The question is whether such a warrant violates the Fourth Amendment to the United States Constitution. As we explain in more detail below, we conclude that this search warrant is unconstitutional because the contingent event that triggered the officers’ authority to conduct the search — the finding of incriminatory evidence at the other location — was not defined precisely enough to assure judicial control over the search process.

Underlying facts

In late 2000, the Matanuska-Susitna Narcotics Team was investigating a possible meth lab at the residence of Donald Wares. According to information gathered by the police, Wares had been purchasing or otherwise accumulating large quantities of chemicals that, in combination, could be used to manufacture methamphetamine.

Wares lived in a semi-rural part of Wasilla, on acreage located at 3998 Pittman Road.

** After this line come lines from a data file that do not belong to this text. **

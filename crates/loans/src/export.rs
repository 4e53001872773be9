//! CSV export of repayment schedules ("Download schedule" on the loan page).

use std::io;

use thiserror::Error;

use crate::RepaymentSchedule;

const HEADER: [&str; 6] = [
    "Installment",
    "Due Date",
    "Principal",
    "Interest",
    "Payment",
    "Remaining Balance",
];

#[derive(Debug, Error)]
pub enum ScheduleExportError {
    #[error("csv write failed: {0}")]
    Csv(#[from] csv::Error),

    #[error("io error: {0}")]
    Io(#[from] io::Error),

    #[error("export is not valid UTF-8: {0}")]
    Encoding(#[from] std::string::FromUtf8Error),
}

/// Write the schedule as CSV: one header row, one row per installment.
///
/// Dates are ISO-8601 and amounts are plain decimals with two fraction
/// digits, so spreadsheets parse them without locale surprises.
pub fn write_schedule_csv<W: io::Write>(
    schedule: &RepaymentSchedule,
    writer: W,
) -> Result<(), ScheduleExportError> {
    let mut wtr = csv::Writer::from_writer(writer);
    wtr.write_record(HEADER)?;

    for installment in &schedule.installments {
        wtr.write_record([
            installment.number.to_string(),
            installment.due_date.format("%Y-%m-%d").to_string(),
            installment.principal.to_decimal_string(),
            installment.interest.to_decimal_string(),
            installment.payment.to_decimal_string(),
            installment.remaining_balance.to_decimal_string(),
        ])?;
    }

    wtr.flush()?;
    Ok(())
}

/// The schedule as an in-memory CSV document.
pub fn export_schedule_csv(schedule: &RepaymentSchedule) -> Result<String, ScheduleExportError> {
    let mut buf = Vec::new();
    write_schedule_csv(schedule, &mut buf)?;
    Ok(String::from_utf8(buf)?)
}

/// `repayment-schedule-<slug>.csv`, where the slug keeps ASCII alphanumerics
/// (lowercased) and collapses everything else into single dashes.
pub fn schedule_csv_filename(reference: &str) -> String {
    let mut slug = String::with_capacity(reference.len());
    for c in reference.chars() {
        if c.is_ascii_alphanumeric() {
            slug.push(c.to_ascii_lowercase());
        } else if !slug.is_empty() && !slug.ends_with('-') {
            slug.push('-');
        }
    }
    let slug = slug.trim_end_matches('-');

    if slug.is_empty() {
        "repayment-schedule.csv".to_string()
    } else {
        format!("repayment-schedule-{slug}.csv")
    }
}

impl RepaymentSchedule {
    /// Download name for this schedule, keyed by loan id.
    pub fn csv_filename(&self) -> String {
        schedule_csv_filename(&self.loan_id.to_string())
    }
}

Wares’s property adjoined Magee’s, who owned acreage at 3900 Pittman Road.

Wares had certain connections to the Magee property. He was a friend of Robert Magee, who the police mistakenly believed was Betty Magee’s son. (Robert is, in fact, Magee’s former brother-in-law.) The police had information that Robert Magee had accompanied Wares on one occasion when Wares purchased toluene, a solvent that can be used in the manufacture of methamphetamine. And the address on Wares’s vehicle registration was Magee’s address (3900 Pittman Road) instead of his own address (3998 Pittman Road).

On January 2, 2001, the police applied for a warrant to search Wares’s property (3998 Pittman). The validity of that warrant is not contested here. However, at the same time, the police applied for a “contingent” warrant to search Magee’s property (3900 Pittman).

The officer who applied for these two warrants forthrightly told the magistrate that he did not believe that the police currently had sufficient information to justify a search warrant for Magee’s property. However, the officer argued that if the police searched Wares’s property and found evidence of a meth lab, then a search warrant for Magee’s property would be justified. Specifically, the officer argued that the discovery of the meth lab at Wares’s property, combined with Wares’s association with Robert Magee and his other connections to the Magee property, would establish probable cause to believe that meth-making supplies, or illegal precursor chemicals, or paperwork documenting the illegal operation would be found on the Magee property.

The magistrate agreed that if the police found a meth lab at Wares’s property, or even “evidence of significant precursors” of methamphetamine, this would establish sufficient justification for a search of Magee’s property. The magistrate declared that he would issue the contingent warrant.

However, the proposed warrant prepared by the police stated that the search of Magee’s property could take place if they found “[any] evidence of illegal drug activity” at 3998 Pittman Road (i.e., at Wares’s property). The magistrate declined to issue the warrant with that wording:

The Court: “Contingent upon finding evidence of . . . illegal drug activity” — I think that’s a little broad. I mean, if you find two joints at [Wares’s property], that’s illegal drug activity, but . . . that’s certainly not enough to [justify the requested search of Magee’s property]. [The warrant will be contingent on your finding] evidence of misconduct involving a controlled substance in the . . . second or first degree at [Wares’s property].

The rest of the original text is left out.